Task statement:
Locate all lines in the data below that hold "default" and show them.

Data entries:
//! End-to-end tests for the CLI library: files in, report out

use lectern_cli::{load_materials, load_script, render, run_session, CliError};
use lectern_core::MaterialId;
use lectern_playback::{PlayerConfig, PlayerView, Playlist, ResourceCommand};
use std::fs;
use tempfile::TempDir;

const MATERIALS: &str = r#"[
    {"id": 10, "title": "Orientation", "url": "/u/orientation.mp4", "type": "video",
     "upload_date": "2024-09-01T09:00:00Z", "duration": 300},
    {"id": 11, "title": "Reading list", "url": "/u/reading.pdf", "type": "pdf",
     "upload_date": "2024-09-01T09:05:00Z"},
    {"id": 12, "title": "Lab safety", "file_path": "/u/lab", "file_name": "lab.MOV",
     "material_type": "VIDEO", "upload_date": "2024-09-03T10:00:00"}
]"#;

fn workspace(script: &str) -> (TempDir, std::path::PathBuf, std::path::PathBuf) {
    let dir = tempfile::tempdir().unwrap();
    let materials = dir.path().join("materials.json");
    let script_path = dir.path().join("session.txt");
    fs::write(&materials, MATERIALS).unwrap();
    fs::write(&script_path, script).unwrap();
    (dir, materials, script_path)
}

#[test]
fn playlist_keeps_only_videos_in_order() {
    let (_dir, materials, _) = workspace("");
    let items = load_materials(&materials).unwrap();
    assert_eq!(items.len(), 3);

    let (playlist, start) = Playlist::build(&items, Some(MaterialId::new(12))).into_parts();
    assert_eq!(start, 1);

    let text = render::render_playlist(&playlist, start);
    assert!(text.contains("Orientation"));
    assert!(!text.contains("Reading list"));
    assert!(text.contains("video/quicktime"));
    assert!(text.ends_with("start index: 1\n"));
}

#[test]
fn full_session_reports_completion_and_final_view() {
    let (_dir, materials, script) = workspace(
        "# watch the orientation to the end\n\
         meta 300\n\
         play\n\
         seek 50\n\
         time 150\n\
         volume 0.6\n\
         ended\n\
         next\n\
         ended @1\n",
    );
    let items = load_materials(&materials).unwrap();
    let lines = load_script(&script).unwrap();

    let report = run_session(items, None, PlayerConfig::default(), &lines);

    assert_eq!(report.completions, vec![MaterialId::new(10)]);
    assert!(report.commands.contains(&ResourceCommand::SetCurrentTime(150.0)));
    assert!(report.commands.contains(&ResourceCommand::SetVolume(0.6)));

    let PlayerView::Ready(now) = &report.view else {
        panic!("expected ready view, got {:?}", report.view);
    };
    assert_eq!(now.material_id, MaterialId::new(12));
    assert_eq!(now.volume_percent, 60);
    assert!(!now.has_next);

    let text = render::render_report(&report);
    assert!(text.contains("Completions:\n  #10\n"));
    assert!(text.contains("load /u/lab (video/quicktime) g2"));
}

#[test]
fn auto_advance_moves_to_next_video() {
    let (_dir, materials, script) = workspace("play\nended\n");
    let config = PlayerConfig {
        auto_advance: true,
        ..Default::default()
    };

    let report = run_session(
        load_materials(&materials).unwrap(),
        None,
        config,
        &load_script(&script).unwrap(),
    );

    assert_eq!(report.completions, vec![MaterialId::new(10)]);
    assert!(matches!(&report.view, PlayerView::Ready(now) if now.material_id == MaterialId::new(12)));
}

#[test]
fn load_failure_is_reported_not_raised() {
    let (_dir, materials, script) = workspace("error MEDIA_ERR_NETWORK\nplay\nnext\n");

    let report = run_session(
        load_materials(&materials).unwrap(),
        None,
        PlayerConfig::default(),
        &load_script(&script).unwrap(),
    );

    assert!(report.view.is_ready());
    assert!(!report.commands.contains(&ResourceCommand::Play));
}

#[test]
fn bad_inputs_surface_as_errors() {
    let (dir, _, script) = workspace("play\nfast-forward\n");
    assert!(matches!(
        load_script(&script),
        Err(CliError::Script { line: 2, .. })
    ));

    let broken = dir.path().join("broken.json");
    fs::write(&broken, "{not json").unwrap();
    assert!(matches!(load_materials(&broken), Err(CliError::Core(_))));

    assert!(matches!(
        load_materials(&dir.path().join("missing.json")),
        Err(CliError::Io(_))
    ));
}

Expected output:
    let report = run_session(items, None, PlayerConfig::default(), &lines);
        ..Default::default()
        PlayerConfig::default(),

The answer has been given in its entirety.